Oral contraceptive use not associated with increased birth defects risk

Oral contraceptives taken just before or during pregnancy do not increase the risk of birth defects, according to a new study by researchers from Harvard T.H. Chan School of Public Health and the Statens Serum Institut in Denmark. They found that the prevalence of major birth defects was consistent (about 25 per 1,000 live births) across all pregnant women in the study population regardless of contraceptive use.

Even though oral contraceptives are more than 99% effective with perfect use, almost 10% of women become pregnant within their first year of use.
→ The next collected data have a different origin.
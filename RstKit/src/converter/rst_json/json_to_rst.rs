//! SPDX-FileCopyrightText: 2025 `CyberDeco`
//!
//! SPDX-License-Identifier: MIT
//!
//! JSON to RST conversion

use std::path::Path;

use super::document::{RstJsonDocument, parse_key, strip_comments};
use crate::converter::{ConvertOptions, ConvertPhase, ConvertProgress, ConvertProgressCallback};
use crate::error::{Error, Result};
use crate::formats::rst::{Metadata, RstTable, RstVersion, RstWriter};

/// Convert a JSON string table to `.stringtable`
///
/// # Errors
/// Returns an error if reading, parsing or writing fails.
pub fn convert_json_to_rst<P: AsRef<Path>>(
    source: P,
    dest: P,
    version_override: Option<RstVersion>,
) -> Result<()> {
    let options = ConvertOptions {
        version_override,
        ..ConvertOptions::default()
    };
    convert_json_to_rst_with_progress(source, dest, &options, &|_| {})
}

/// Convert a JSON string table to `.stringtable` with progress callback
///
/// # Errors
/// Returns an error if reading, parsing or writing fails.
pub fn convert_json_to_rst_with_progress<P: AsRef<Path>>(
    source: P,
    dest: P,
    options: &ConvertOptions,
    progress: ConvertProgressCallback,
) -> Result<()> {
    tracing::info!(
        "Converting JSON→RST: {:?} → {:?}",
        source.as_ref(),
        dest.as_ref()
    );

    progress(&ConvertProgress::with_file(
        ConvertPhase::ReadingSource,
        1,
        3,
        "Reading JSON file...",
    ));
    let content = std::fs::read_to_string(&source)?;

    progress(&ConvertProgress::with_file(
        ConvertPhase::Converting,
        2,
        3,
        "Parsing JSON document...",
    ));
    let table = from_json(&content, options.version_override)?;

    progress(&ConvertProgress::with_file(
        ConvertPhase::WritingOutput,
        3,
        3,
        format!("Writing {} entries...", table.len()),
    ));
    RstWriter::new(&table)?.write_file(dest)?;

    progress(&ConvertProgress::new(ConvertPhase::Complete, 3, 3));
    tracing::info!("Conversion complete");
    Ok(())
}

pub(crate) fn json_bytes_to_rst_file(
    data: &[u8],
    dest: &Path,
    options: ConvertOptions,
) -> Result<()> {
    let content = std::str::from_utf8(data)
        .map_err(|e| Error::InvalidFormat(format!("JSON is not valid UTF-8: {e}")))?;
    let table = from_json(content, options.version_override)?;
    RstWriter::new(&table)?.write_file(dest)
}

/// Parse a JSON document into an `RstTable`
///
/// `version_override` takes precedence over the document's `version`
/// field. A document without a version is read as the latest layout.
///
/// # Errors
/// Returns [`Error::InvalidFormat`] if the `entries` object is missing,
/// [`Error::UnsupportedVersionName`] for an unknown version and
/// [`Error::JsonError`] for malformed JSON.
pub fn from_json(content: &str, version_override: Option<RstVersion>) -> Result<RstTable> {
    let content = content.strip_prefix('\u{feff}').unwrap_or(content);
    let document: RstJsonDocument = serde_json::from_str(&strip_comments(content))?;

    let version = match (version_override, document.version.as_deref()) {
        (Some(version), _) => version,
        (None, Some(name)) => name.parse()?,
        (None, None) => {
            tracing::debug!(
                "No version in JSON document, assuming {}",
                RstVersion::LATEST
            );
            RstVersion::LATEST
        }
    };

    let entries = document
        .entries
        .ok_or_else(|| Error::InvalidFormat("missing \"entries\" object".into()))?;

    let mut metadata = Metadata::new(version);
    metadata.set_font_config(document.config.filter(|config| !config.is_empty()));

    let mut table = RstTable::new(metadata);
    let algorithm = table.hash_algorithm();
    for (key, text) in entries {
        let hash = parse_key(&key, algorithm)?;
        if table.insert(hash, text).is_some() {
            tracing::warn!(
                "Duplicate entry for key {key:?} ({hash:x}), keeping the last one"
            );
        }
    }

    Ok(table)
}

#[cfg(test)]
mod tests {
    use super::*;

    #[test]
    fn test_missing_entries() {
        assert!(matches!(
            from_json(r#"{"version": "v3"}"#, None),
            Err(Error::InvalidFormat(_))
        ));
    }

    #[test]
    fn test_unknown_version() {
        assert!(matches!(
            from_json(r#"{"version": "v9", "entries": {}}"#, None),
            Err(Error::UnsupportedVersionName(_))
        ));
    }

    #[test]
    fn test_missing_version_is_latest() {
        let table = from_json(r#"{"entries": {"hello": "hi"}}"#, None).unwrap();
        assert_eq!(table.version(), RstVersion::V5Patch1502);
        assert_eq!(table.get(0x155c62dcfd), Some("hi"));
    }

    #[test]
    fn test_version_override() {
        let json = r#"{"version": "v3", "entries": {}}"#;
        let table = from_json(json, Some(RstVersion::V4)).unwrap();
        assert_eq!(table.version(), RstVersion::V4);
    }

    #[test]
    fn test_key_forms_and_comments() {
        let json = concat!(
            "\u{feff}{\n",
            "\t// comment\n",
            "\t\"version\": \"latest\",\n",
            "\t\"entries\": {\n",
            "\t\t\"world\": \"a\",\n",
            "\t\t\"{abc}\": \"b\", /* trailing */\n",
            "\t\t\"DEF\": \"c\"\n",
            "\t}\n",
            "}"
        );
        let table = from_json(json, None).unwrap();
        assert_eq!(table.len(), 3);
        assert_eq!(table.get_named("world"), Some("a"));
        assert_eq!(table.get(0xabc), Some("b"));
        assert_eq!(table.get(0xdef), Some("c"));
    }

    #[test]
    fn test_v2_config() {
        let v2 = r#"{"version": "v2", "config": "cfg", "entries": {}}"#;
        let table = from_json(v2, None).unwrap();
        assert_eq!(table.font_config(), Some("cfg"));

        let v3 = r#"{"version": "v3", "config": "cfg", "entries": {}}"#;
        let table = from_json(v3, None).unwrap();
        assert_eq!(table.font_config(), None);
    }
}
Many more women will stop using oral contraceptives when planning a pregnancy and conceive within a few months. Little is known about the potential health effects to children from in utero exposure to the hormones in oral contraceptives.

....Charlton and colleagues were able to tap into a wealth of data collected from multiple Danish health registries between 1997 and 2011 and linked by the unique personal identification number assigned to all Denmark residents. The researchers looked at 880,694 live-born infants, and the health of these children at one-year follow-up. Oral contraceptive use was estimated based on the date of the mother's most recently filled prescription.  Among the women in the study population, a fifth had never used oral contraceptives before becoming pregnant, and more than two-thirds had stopped using oral contraceptives at least three months before becoming pregnant. Eight percent had discontinued use within three months of becoming pregnant, and 1%, or well over 10,000 women, had used oral contraceptives after becoming pregnant.

The prevalence of birth defects was consistent across each category of oral contraceptive use, and remained so when the researchers added in pregnancies that ended as stillbirths or induced abortions.

There has been much discussion lately on declining male sperm counts and what it means. From Medical Xpress:

No link found between low sperm count, birth defects

Having a low sperm count doesn't seem to determine whether a man's children will be born with birth defects, a new study indicates.

With infertile couples, men are partially or fully responsible for the inability to conceive about 40 percent of the time. Assisted reproductive technologies such as in vitro fertilization can help couples have children, but research has suggested a possible link between these approaches—when used to treat infertility problems in the male partner—and a higher risk of birth defects.

In the new study, researchers examined a Baylor College of Medicine database in search of possible connections between birth defects and low sperm count. The researchers didn't find any links.

But the following finding is a cause for concern. From Science Daily:

Male infertility linked to mortality, study shows

Men who are infertile because of defects in their semen appear to be at increased risk of dying sooner than men with normal semen, according to a study. Men with two or more abnormalities in their semen were more than twice as likely to die over a roughly eight-year period as men who had normal semen, the study found.